Efisiensi Ekstra dan Evaluasi Anggaran Gizi
Di luar urusan energi, ketatnya ruang fiskal 2026 memunculkan gaya efisiensi yang lebih tajam dibandingkan awal tahun lalu. Menteri Keuangan Purbaya Yudhi Sadewa memastikan pemotongan anggaran kali ini tidak menunggu payung hukum Instruksi Presiden (Inpres) layaknya efisiensi senilai Rp306,7 triliun pada 2025.
Ia juga menargetkan penyisiran Anggaran Belanja Tambahan (ABT) di tiap pagu anggaran K/L dalam sepekan ke depan. "Enggak ada [Inpres]. Langsung potong saja," tegas Purbaya di Kemenko Perekonomian, pada Senin, 16 Maret 2026.
Bahkan, program prioritas Presiden Prabowo Subianto, Makan Bergizi Gratis (MBG) yang dijalankan Badan Gizi Nasional (BGN), dipastikan tidak kebal dari rasionalisasi. Anggaran jumbo Rp335 triliun yang sebelumnya dipatok untuk program ini dinilai masih bisa ditekan agar lebih optimal.
Sebagai langkah tambahan untuk menekan konsumsi BBM nasional, pemerintah juga tengah mematangkan wacana fleksibilitas kerja Work From Home (WFH) satu hari dalam lima hari kerja yang rencananya berlaku pasca-Idulfitri 2026. Skema ini diproyeksikan mampu menghemat hingga seperlima dari konsumsi bensin harian untuk mobilitas pekerja.

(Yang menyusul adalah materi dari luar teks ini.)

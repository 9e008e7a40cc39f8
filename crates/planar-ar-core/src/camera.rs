//! Pinhole camera intrinsics with Brown-Conrady distortion.

use nalgebra::{Matrix3, Point2, Point3};
use serde::{Deserialize, Serialize};

/// Camera intrinsics plus `[k1, k2, p1, p2, k3]` distortion.
///
/// Treated as immutable once handed to a detector; clone it to share.
#[derive(Debug, Clone, Copy, Serialize, Deserialize, PartialEq)]
#[serde(default)]
pub struct CameraModel {
    pub fx: f64,
    pub fy: f64,
    pub cx: f64,
    pub cy: f64,
    pub distortion: [f64; 5],
}

impl Default for CameraModel {
    /// A 640x480 camera with a ~60° horizontal field of view and no distortion.
    fn default() -> Self {
        Self::new(554.0, 554.0, 320.0, 240.0)
    }
}

impl CameraModel {
    /// Distortion-free camera.
    pub fn new(fx: f64, fy: f64, cx: f64, cy: f64) -> Self {
        Self {
            fx,
            fy,
            cx,
            cy,
            distortion: [0.0; 5],
        }
    }

    pub fn with_distortion(mut self, distortion: [f64; 5]) -> Self {
        self.distortion = distortion;
        self
    }

    /// Returns `true` when every parameter is finite and the focal lengths are non-zero.
    pub fn is_valid(&self) -> bool {
        [self.fx, self.fy, self.cx, self.cy]
            .iter()
            .chain(self.distortion.iter())
            .all(|v| v.is_finite())
            && self.fx.abs() > 1e-12
            && self.fy.abs() > 1e-12
    }

    pub fn has_distortion(&self) -> bool {
        self.distortion.iter().any(|&d| d != 0.0)
    }

    /// `K = [[fx, 0, cx], [0, fy, cy], [0, 0, 1]]`.
    pub fn intrinsic_matrix(&self) -> Matrix3<f64> {
        Matrix3::new(
            self.fx, 0.0, self.cx, //
            0.0, self.fy, self.cy, //
            0.0, 0.0, 1.0,
        )
    }

    fn distort_normalized(&self, x: f64, y: f64) -> (f64, f64) {
        let [k1, k2, p1, p2, k3] = self.distortion;
        let r2 = x * x + y * y;
        let r4 = r2 * r2;
        let r6 = r4 * r2;
        let radial = 1.0 + k1 * r2 + k2 * r4 + k3 * r6;
        let x_tan = 2.0 * p1 * x * y + p2 * (r2 + 2.0 * x * x);
        let y_tan = p1 * (r2 + 2.0 * y * y) + 2.0 * p2 * x * y;
        (x * radial + x_tan, y * radial + y_tan)
    }

    /// Project a camera-frame point to distorted pixel coordinates.
    ///
    /// Returns `None` for points at or behind the camera plane.
    pub fn project(&self, p: &Point3<f64>) -> Option<Point2<f64>> {
        if p.z <= 1e-12 {
            return None;
        }
        let (xd, yd) = self.distort_normalized(p.x / p.z, p.y / p.z);
        let out = Point2::new(self.fx * xd + self.cx, self.fy * yd + self.cy);
        (out.x.is_finite() && out.y.is_finite()).then_some(out)
    }

    /// Map an ideal (undistorted) pixel to where the lens actually images it.
    pub fn distort_pixel(&self, p: Point2<f64>) -> Option<Point2<f64>> {
        if !self.is_valid() {
            return None;
        }
        let xn = (p.x - self.cx) / self.fx;
        let yn = (p.y - self.cy) / self.fy;
        let (xd, yd) = self.distort_normalized(xn, yn);
        let out = Point2::new(self.fx * xd + self.cx, self.fy * yd + self.cy);
        (out.x.is_finite() && out.y.is_finite()).then_some(out)
    }

    /// Inverse of [`CameraModel::distort_pixel`] by fixed-point iteration.
    ///
    /// Exact (and free) when the model carries no distortion.
    pub fn undistort_pixel(&self, p: Point2<f64>) -> Option<Point2<f64>> {
        if !self.is_valid() {
            return None;
        }
        if !self.has_distortion() {
            return Some(p);
        }

        let [k1, k2, p1, p2, k3] = self.distortion;
        let xd = (p.x - self.cx) / self.fx;
        let yd = (p.y - self.cy) / self.fy;
        let (mut x, mut y) = (xd, yd);

        for _ in 0..20 {
            let r2 = x * x + y * y;
            let r4 = r2 * r2;
            let radial = 1.0 + k1 * r2 + k2 * r4 + k3 * r4 * r2;
            if !radial.is_finite() || radial.abs() < 1e-12 {
                return None;
            }
            let dx_tan = 2.0 * p1 * x * y + p2 * (r2 + 2.0 * x * x);
            let dy_tan = p1 * (r2 + 2.0 * y * y) + 2.0 * p2 * x * y;
            let x_next = (xd - dx_tan) / radial;
            let y_next = (yd - dy_tan) / radial;
            if !x_next.is_finite() || !y_next.is_finite() {
                return None;
            }
            let step = (x_next - x).hypot(y_next - y);
            x = x_next;
            y = y_next;
            if step <= 1e-12 {
                break;
            }
        }

        Some(Point2::new(self.fx * x + self.cx, self.fy * y + self.cy))
    }
}

#[cfg(test)]
mod tests {
    use super::*;
    use approx::assert_relative_eq;

    #[test]
    fn intrinsic_matrix_layout() {
        let cam = CameraModel::new(500.0, 510.0, 320.0, 240.0);
        let k = cam.intrinsic_matrix();
        assert_eq!(k[(0, 0)], 500.0);
        assert_eq!(k[(1, 1)], 510.0);
        assert_eq!(k[(0, 2)], 320.0);
        assert_eq!(k[(1, 2)], 240.0);
        assert_eq!(k[(2, 2)], 1.0);
        assert_eq!(k[(1, 0)], 0.0);
    }

    #[test]
    fn project_principal_axis_hits_principal_point() {
        let cam = CameraModel::default().with_distortion([0.1, -0.02, 0.001, 0.0, 0.0]);
        let p = cam.project(&Point3::new(0.0, 0.0, 2.0)).expect("in front");
        assert_relative_eq!(p.x, cam.cx, epsilon = 1e-12);
        assert_relative_eq!(p.y, cam.cy, epsilon = 1e-12);
        assert!(cam.project(&Point3::new(0.0, 0.0, -1.0)).is_none());
    }

    #[test]
    fn undistort_inverts_distort() {
        let cam = CameraModel::new(600.0, 600.0, 320.0, 240.0)
            .with_distortion([-0.2, 0.05, 0.001, -0.0005, 0.0]);
        let ideal = Point2::new(100.0, 400.0);
        let distorted = cam.distort_pixel(ideal).expect("distort");
        let back = cam.undistort_pixel(distorted).expect("undistort");
        assert_relative_eq!(back.x, ideal.x, epsilon = 1e-6);
        assert_relative_eq!(back.y, ideal.y, epsilon = 1e-6);
    }

    #[test]
    fn missing_fields_fall_back_to_defaults() {
        let cam: CameraModel = serde_json::from_str(r#"{"fx": 800.0}"#).expect("parse");
        assert_eq!(cam.fx, 800.0);
        assert_eq!(cam.cx, CameraModel::default().cx);
        assert_eq!(cam.distortion, [0.0; 5]);
    }
}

Pada akhirnya, seluruh manuver dari efisiensi K/L, wacana WFH, hingga optimalisasi pajak batu bara bermuara pada satu tujuan: meredam efek domino perang. Seperti yang ditegaskan Airlangga, "Nanti kami lihat situasinya. Situasi harga minyak, situasi perang. Kita ikuti situasi yang berkembang."